Each Kafka topic must have a single partition as Debezium relies upon
the Kafka offset to indicate the FIFO order of all records.

Debezium events have this structure.
```
{
key: {
// Fields correspond to source table's primary key.
},
value: {
op: string,
before: {
// Fields correspond to source table's columns.
// Value is null if and only if op is "c" or "r".
},
after: {
// Fields correspond to source table's columns.
// Value is null if and only if op is "d".
},
// Remaining fields depend on database connector.
}
```

JDBC sync connector events have this structure.
```
{
key: {
// Fields correspond to destination table's primary key.
},
value: {
// Fields correspond to destination table's columns.
// Value is null for a tombstone (delete) record.
}
```

### Design assumptions

Debezium recommends using a single Kakfa topic for database table.
In this same way, we can scale out the Zed lake and `zync` processes.

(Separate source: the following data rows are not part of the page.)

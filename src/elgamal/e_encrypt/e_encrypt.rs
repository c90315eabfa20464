use std::collections::HashSet;
use std::fmt;

use num_bigint::{BigInt, BigUint};
use crate::crypto_error::CryptoError;
use crate::elgamal::e_keygen::e_keygen::check_exponent;
use crate::elgamal::e_keygen::PublicKey;
use crate::elgamal::math::{mod_pow, true_mod};

/// Chiffré ElGamal (c1, c2), les deux composantes dans [0, p-1].
#[derive(Clone, Debug, PartialEq, Eq, Hash)]
pub struct Ciphertext {
    pub c1: BigUint,
    pub c2: BigUint,
}

impl fmt::Display for Ciphertext {
    fn fmt(&self, f: &mut fmt::Formatter<'_>) -> fmt::Result {
        write!(f, "{{{}, {}}}", self.c1, self.c2)
    }
}

// ---------------------------------------------------------------------------
// Chiffrement ElGamal :
//   c1 = g^k mod p
//   c2 = y^k · m  mod p
//
// Déterministe en (message, k, pk). k doit être neuf : deux messages
// chiffrés avec le même k sous la même clé révèlent m1/m2. Cette fonction
// ne garde pas de mémoire, EphemeralLedger::encrypt fait la vérification.
// ---------------------------------------------------------------------------
pub fn e_encrypt(
    message: &BigUint,
    k: &BigUint,
    pk: &PublicKey,
) -> Result<Ciphertext, CryptoError> {
    if message >= &pk.p {
        return Err(CryptoError::OutOfRange {
            field:  "Message",
            reason: format!("must be in [0, {})", pk.p),
        });
    }
    check_exponent("K", k, &pk.p)?;

    let c1 = mod_pow(&pk.g, k, &pk.p);
    let shared = mod_pow(&pk.y, k, &pk.p);
    let m = true_mod(&BigInt::from(message.clone()), &pk.p);
    let c2 = (shared * m) % &pk.p;

    log::debug!("encrypted under {}: {{{}, {}}}", pk, c1, c2);
    Ok(Ciphertext { c1, c2 })
}

// ============================================================================
// Registre des k consommés sous la clé courante
//
// On retient c1 = g^k mod p plutôt que k : g étant racine primitive de p,
// c1 détermine k mod (p-1), et aucune valeur secrète n'est conservée.
// À vider (reset) à chaque nouvelle clé.
// ============================================================================
#[derive(Debug, Default, Clone)]
pub struct EphemeralLedger {
    used: HashSet<BigUint>,
}

impl EphemeralLedger {
    pub fn new() -> Self {
        Self::default()
    }

    /// Chiffre puis enregistre k ; Err(EphemeralReuse) si k a déjà servi.
    pub fn encrypt(
        &mut self,
        message: &BigUint,
        k: &BigUint,
        pk: &PublicKey,
    ) -> Result<Ciphertext, CryptoError> {
        let ct = e_encrypt(message, k, pk)?;
        self.claim(&ct)?;
        Ok(ct)
    }

    pub fn claim(&mut self, ct: &Ciphertext) -> Result<(), CryptoError> {
        if !self.used.insert(ct.c1.clone()) {
            log::warn!("rejected encryption: ephemeral k reused (c1 = {})", ct.c1);
            return Err(CryptoError::EphemeralReuse);
        }
        Ok(())
    }

    /// Vrai si un chiffré de composante c1 a déjà été émis sous la clé.
    pub fn is_used(&self, c1: &BigUint) -> bool {
        self.used.contains(c1)
    }

    pub fn reset(&mut self) {
        self.used.clear();
    }

    pub fn len(&self) -> usize {
        self.used.len()
    }

    pub fn is_empty(&self) -> bool {
        self.used.is_empty()
    }
}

We assume the following Debezium event types:
* `r` events indicate the read of a row during the startup snapshot,
* `c` events indicate the creation of a new row,
* `u` events indicate the update of an existing row, and
* `d` events indicate the deletion of an existing row.

To perform denormalization, we need to collect multiple input events to
produce a single output event. For example, a `c` event on input table A
and another `c` event on table B might need to be coalesced into a
mixed `c` event on output table C. There must be some way to correlate
such events, e.g., by presuming there is a unique ID present in both records,
or a foreign key in record A that can be used to locate
the primary key in record B.

Also, it might be desirable for a `u` event on table A to wait for a
`u` event on table B to perform a denormalized `u` event on table C
where the ETL needs info from both the A update and the B update to produce the
combined C update.
In other cases,
it might be more straightforward to simply allow the individual updates to
be transformed to table C updates. This would mean the ETL steps should be
specified in pieces so the `zync etl` command could apply a single configuration
to a combined A/B update versus a single A or a single B update.

The `zync etl` command assumes that each input record participates in exactly
one transformation event. This way, `zync etl` can track which input records have
been processed and which remain to be processed by recording in the transformed
pool all the Kafka offsets by topic, exactly once, of each input event processed.

### `zync etl` configuration

The `zync etl` command syncs one Zed data pool to another where the
input pool is created with `zync from-kafka` and the output pool is formatted
for `zync to-kafka`.

Since configuration can be complex with multiple ETLs of varying types,
the command is configured with YAML.

> These YAML options are preliminary and will be iterated upon and change.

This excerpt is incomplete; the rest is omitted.